Attendees will gain a comprehensive understanding of topic modeling and its applications.  The workshop will begin with an introduction to topic modeling, explaining its importance and relevance in various fields. Participants will then be introduced to LDA, a popular algorithm used for topic modeling.  

Next, participants will learn how to pre-process text data for LDA. They will explore techniques for cleaning and preparing text data to ensure optimal results in topic modeling.   The attendees will then delve into implementing LDA using the Gensim library, a powerful tool for topic modeling in Python, to train LDA models and extract topics from text data. 

In addition, participants will learn how to evaluate the performance of LDA models. They will explore various metrics and techniques for assessing the quality and coherence of topics generated by LDA. 

Finally, the workshop will cover visualizing LDA topics to visualize and interpret the results of topic modeling using different visualization techniques. 

This workshop  is suitable for researchers who are new to topic modeling or those who want to enhance their skills in this area. This course is suitable for individuals with basic to intermediate Python programming knowledge.
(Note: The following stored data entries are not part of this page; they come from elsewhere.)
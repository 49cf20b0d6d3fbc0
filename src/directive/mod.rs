//! Directive Module - rendering of bound locations
//!
//! Each submodule adds the renderer for one binding kind to
//! [`ReactiveStore`]:
//! - `attr`: text content, interpolated attributes and generic `rs-<attr>`
//! - `cond`: `rs-if` visibility classes
//! - `list`: `rs-for` index-keyed reconciliation
//! - `html`: `rs-html` markup injection
//!
//! Placeholders resolve against the store through [`lookup_placeholder`]
//! and every render is bounded by `EngineConfig::max_passes`.

mod attr;
mod cond;
mod html;
mod list;

pub use attr::{generic_outcome, GenericOutcome};
pub(crate) use attr::is_generic;
pub use cond::{condition_variables, evaluate_condition, evaluate_condition_in};
pub use list::parse_for;

use serde_json::{Map, Value};
use tracing::warn;

use crate::path;
use crate::sanitize::sanitize;
use crate::store::ReactiveStore;
use crate::template::{self, TemplateResolver};
use crate::value::display;

/// Store value for a placeholder, ready to inline
///
/// - `None`: unresolved, the placeholder text stays
/// - objects and arrays render empty, never as serialized data
/// - scalars render in display form, sanitized
pub fn lookup_placeholder(values: &Map<String, Value>, token: &str) -> Option<String> {
    let value = path::resolve(values, token).or_else(|| values.get(token).cloned())?;
    Some(match value {
        Value::Array(_) | Value::Object(_) => String::new(),
        other => sanitize(&display(&other)).into_owned(),
    })
}

/// Substitute placeholders until the output is stable or the pass budget runs out
///
/// The first pass goes through the resolver cache; later passes only see
/// strings produced by substitution and are tokenized fresh.
pub fn interpolate<F>(
    resolver: &TemplateResolver,
    template: &str,
    max_passes: usize,
    mut lookup: F,
) -> String
where
    F: FnMut(&str) -> Option<String>,
{
    let tokens = resolver.tokenize(template);
    let mut out = template::render_tokens(template, &tokens, &mut lookup);
    if out == template {
        return out;
    }

    for _ in 1..max_passes {
        if !template::has_placeholder(&out) {
            return out;
        }
        let next = template::render(&out, &mut lookup);
        if next == out {
            return out;
        }
        out = next;
    }

    if template::has_placeholder(&out) {
        warn!(max_passes, "substitution pass limit reached, leaving remaining placeholders");
    }
    out
}

impl ReactiveStore {
    /// Render a template against the store with the configured pass budget
    pub(crate) fn interpolate_store(&self, template: &str) -> String {
        let values = &self.values;
        interpolate(&self.resolver, template, self.config.max_passes, |token| {
            lookup_placeholder(values, token)
        })
    }
}
//! Binding Module - which locations render which variables
//!
//! - `registry`: variable → bindings, plus the write-once template captures
//!   each location is re-rendered from
//!
//! Data flow:
//! ```text
//! scan / reparse → BindingRegistry (captures + bindings)
//!                          ↓
//!                 store write to `name`
//!                          ↓
//!              bindings_for(name) → re-render
//! ```

mod registry;

pub use registry::{Binding, BindingKind, BindingRegistry, ForTemplate};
By the end of the workshop, participants will have the necessary knowledge and skills to apply LDA for topic modeling in their research projects. 

Additional resources from intermediate-level workshops are available on topics such as, Introduction to NER, Introduction to Pandas, and Sentiment Analysis

If you’re looking for more text extraction resources to reinforce your learning, you can also join courses Printed text extraction with ABBYY FineReader software (beginner level) and handwritten text extraction with Transkribus Lite app (beginner level)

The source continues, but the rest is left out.